▸ **What to work on**:
Retype, word for word, every line of the records below starting at the one that contains "command completion from" and ending at the one that contains "and keeps a"; include both of those lines and nothing more.

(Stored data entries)
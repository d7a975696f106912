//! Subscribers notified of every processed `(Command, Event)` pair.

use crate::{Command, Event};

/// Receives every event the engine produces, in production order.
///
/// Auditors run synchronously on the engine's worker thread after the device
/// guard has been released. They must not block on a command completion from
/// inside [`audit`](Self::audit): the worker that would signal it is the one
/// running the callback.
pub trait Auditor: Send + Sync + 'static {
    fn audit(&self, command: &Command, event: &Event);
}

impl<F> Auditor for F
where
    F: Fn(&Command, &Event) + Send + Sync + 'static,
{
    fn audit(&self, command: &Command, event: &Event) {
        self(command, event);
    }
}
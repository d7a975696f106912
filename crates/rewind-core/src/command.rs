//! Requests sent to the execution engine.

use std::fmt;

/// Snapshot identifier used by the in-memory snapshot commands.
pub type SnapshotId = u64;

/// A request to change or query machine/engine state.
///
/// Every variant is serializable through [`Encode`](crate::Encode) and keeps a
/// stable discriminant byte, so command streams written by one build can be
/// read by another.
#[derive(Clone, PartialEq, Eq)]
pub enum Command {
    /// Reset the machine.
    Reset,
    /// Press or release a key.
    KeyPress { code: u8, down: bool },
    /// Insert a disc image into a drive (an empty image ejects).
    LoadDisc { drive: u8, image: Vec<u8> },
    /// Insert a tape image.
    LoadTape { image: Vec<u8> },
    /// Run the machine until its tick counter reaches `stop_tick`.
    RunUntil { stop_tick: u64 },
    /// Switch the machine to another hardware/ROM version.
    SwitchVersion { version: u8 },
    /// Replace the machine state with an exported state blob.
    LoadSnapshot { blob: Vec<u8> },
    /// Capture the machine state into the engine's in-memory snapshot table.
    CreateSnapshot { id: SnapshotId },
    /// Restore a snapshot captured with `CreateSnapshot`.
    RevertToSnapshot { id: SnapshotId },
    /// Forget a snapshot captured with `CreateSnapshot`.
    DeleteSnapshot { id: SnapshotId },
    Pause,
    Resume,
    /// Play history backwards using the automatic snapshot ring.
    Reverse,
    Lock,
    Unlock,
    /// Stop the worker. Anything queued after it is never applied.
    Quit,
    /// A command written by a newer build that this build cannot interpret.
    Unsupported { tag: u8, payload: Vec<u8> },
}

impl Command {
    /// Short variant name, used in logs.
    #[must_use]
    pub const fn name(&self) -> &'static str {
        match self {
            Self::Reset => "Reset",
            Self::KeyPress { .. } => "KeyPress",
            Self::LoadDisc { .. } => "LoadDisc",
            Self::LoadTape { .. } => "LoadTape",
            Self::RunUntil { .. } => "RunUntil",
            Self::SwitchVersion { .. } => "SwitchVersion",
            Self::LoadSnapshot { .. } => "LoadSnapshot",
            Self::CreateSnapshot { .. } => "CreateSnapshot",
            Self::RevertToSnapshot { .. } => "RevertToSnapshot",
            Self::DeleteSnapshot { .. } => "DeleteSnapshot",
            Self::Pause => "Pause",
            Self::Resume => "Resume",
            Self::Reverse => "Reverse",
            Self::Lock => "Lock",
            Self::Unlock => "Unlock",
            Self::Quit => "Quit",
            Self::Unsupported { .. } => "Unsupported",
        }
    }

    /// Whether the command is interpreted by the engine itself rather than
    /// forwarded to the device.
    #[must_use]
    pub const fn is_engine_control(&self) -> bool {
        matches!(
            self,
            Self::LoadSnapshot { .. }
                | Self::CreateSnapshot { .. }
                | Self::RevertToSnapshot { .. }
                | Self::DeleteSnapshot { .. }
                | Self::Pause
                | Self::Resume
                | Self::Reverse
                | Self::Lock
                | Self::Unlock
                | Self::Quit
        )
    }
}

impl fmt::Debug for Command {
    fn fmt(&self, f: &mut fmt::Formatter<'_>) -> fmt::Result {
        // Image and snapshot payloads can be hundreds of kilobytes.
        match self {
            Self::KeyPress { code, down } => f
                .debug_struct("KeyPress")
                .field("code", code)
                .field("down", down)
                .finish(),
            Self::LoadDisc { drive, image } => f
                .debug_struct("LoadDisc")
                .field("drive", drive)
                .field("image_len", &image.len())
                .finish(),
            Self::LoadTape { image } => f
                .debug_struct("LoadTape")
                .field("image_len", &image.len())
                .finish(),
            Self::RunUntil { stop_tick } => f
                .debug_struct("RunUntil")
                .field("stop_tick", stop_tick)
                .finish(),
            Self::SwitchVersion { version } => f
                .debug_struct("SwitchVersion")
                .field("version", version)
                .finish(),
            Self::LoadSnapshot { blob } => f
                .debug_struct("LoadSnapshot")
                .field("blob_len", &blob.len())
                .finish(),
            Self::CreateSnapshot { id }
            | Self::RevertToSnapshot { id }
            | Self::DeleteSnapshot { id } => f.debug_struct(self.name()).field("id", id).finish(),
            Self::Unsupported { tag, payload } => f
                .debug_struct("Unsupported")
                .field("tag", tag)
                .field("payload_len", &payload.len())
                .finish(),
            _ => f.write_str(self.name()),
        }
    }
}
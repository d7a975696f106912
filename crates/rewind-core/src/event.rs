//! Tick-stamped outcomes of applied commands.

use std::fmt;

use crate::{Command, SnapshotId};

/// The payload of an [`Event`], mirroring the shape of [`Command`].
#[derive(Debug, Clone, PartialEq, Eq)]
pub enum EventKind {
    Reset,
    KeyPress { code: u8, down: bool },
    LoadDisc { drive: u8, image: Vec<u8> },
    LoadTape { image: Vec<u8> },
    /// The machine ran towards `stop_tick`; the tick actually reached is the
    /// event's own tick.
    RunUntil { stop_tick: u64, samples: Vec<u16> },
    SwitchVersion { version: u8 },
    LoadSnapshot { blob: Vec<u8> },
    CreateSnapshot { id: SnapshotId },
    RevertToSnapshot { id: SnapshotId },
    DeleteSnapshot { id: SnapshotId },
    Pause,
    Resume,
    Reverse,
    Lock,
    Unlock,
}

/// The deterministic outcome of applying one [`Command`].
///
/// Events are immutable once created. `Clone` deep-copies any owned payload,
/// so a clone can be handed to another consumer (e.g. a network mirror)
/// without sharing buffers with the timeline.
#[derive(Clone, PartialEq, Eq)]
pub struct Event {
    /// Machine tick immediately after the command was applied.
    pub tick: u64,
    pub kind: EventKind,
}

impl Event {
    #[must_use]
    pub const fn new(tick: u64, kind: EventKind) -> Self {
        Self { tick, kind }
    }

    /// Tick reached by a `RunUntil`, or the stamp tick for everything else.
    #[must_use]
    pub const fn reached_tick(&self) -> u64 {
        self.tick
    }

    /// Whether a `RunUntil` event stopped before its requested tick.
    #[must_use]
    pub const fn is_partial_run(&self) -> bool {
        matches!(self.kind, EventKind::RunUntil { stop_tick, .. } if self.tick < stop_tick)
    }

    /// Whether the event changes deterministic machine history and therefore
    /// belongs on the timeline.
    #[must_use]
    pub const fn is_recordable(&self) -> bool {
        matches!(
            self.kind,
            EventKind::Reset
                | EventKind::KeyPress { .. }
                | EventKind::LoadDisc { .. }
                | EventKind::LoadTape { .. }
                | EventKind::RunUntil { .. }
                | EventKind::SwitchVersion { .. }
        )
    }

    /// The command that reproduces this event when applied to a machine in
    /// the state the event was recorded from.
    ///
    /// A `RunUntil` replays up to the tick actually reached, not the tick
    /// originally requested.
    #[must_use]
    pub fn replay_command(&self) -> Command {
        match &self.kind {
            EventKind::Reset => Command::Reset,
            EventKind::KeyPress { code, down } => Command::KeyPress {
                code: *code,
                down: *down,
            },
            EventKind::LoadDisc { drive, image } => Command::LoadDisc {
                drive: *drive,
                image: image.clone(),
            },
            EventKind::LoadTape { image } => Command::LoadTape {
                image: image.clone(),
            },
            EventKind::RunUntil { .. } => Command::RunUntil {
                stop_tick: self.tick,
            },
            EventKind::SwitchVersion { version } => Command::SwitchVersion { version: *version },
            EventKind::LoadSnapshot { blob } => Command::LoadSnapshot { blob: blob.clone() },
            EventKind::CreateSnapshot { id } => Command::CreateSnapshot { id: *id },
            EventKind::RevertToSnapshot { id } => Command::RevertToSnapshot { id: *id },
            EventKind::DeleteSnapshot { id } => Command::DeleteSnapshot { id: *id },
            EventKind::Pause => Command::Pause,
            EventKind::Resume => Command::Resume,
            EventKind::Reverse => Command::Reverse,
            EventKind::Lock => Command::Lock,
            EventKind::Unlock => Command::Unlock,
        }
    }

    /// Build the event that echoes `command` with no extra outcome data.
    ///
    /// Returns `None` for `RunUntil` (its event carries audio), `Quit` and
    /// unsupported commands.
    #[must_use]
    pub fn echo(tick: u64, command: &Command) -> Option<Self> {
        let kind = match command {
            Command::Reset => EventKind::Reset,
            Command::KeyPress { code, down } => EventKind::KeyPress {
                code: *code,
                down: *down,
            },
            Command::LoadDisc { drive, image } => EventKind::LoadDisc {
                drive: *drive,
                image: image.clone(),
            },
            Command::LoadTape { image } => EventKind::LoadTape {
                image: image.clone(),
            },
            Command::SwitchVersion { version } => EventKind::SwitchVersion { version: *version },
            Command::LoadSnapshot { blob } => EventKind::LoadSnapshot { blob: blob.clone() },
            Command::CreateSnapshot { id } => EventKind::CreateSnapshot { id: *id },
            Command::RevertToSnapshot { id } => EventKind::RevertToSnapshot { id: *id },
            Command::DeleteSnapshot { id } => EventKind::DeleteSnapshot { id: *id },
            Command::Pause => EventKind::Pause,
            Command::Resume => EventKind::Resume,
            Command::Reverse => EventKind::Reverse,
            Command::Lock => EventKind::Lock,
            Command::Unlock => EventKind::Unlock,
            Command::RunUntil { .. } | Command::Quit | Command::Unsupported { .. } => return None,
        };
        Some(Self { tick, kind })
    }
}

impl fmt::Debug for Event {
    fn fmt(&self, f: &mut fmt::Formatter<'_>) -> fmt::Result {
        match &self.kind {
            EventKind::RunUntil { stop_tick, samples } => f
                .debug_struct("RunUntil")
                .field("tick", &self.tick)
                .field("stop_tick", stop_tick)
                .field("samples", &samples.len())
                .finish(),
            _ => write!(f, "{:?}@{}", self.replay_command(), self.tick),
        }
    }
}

▸ **Solved exercise**:
/// guard has been released. They must not block on a command completion from
/// inside [`audit`](Self::audit): the worker that would signal it is the one
/// running the callback.
pub trait Auditor: Send + Sync + 'static {
    fn audit(&self, command: &Command, event: &Event);
}

impl<F> Auditor for F
where
    F: Fn(&Command, &Event) + Send + Sync + 'static,
{
    fn audit(&self, command: &Command, event: &Event) {
        self(command, event);
    }
}
repository d7a975696f106912
filename crates/rewind-core/src/command.rs
//! Requests sent to the execution engine.

use std::fmt;

/// Snapshot identifier used by the in-memory snapshot commands.
pub type SnapshotId = u64;

/// A request to change or query machine/engine state.
///
/// Every variant is serializable through [`Encode`](crate::Encode) and keeps a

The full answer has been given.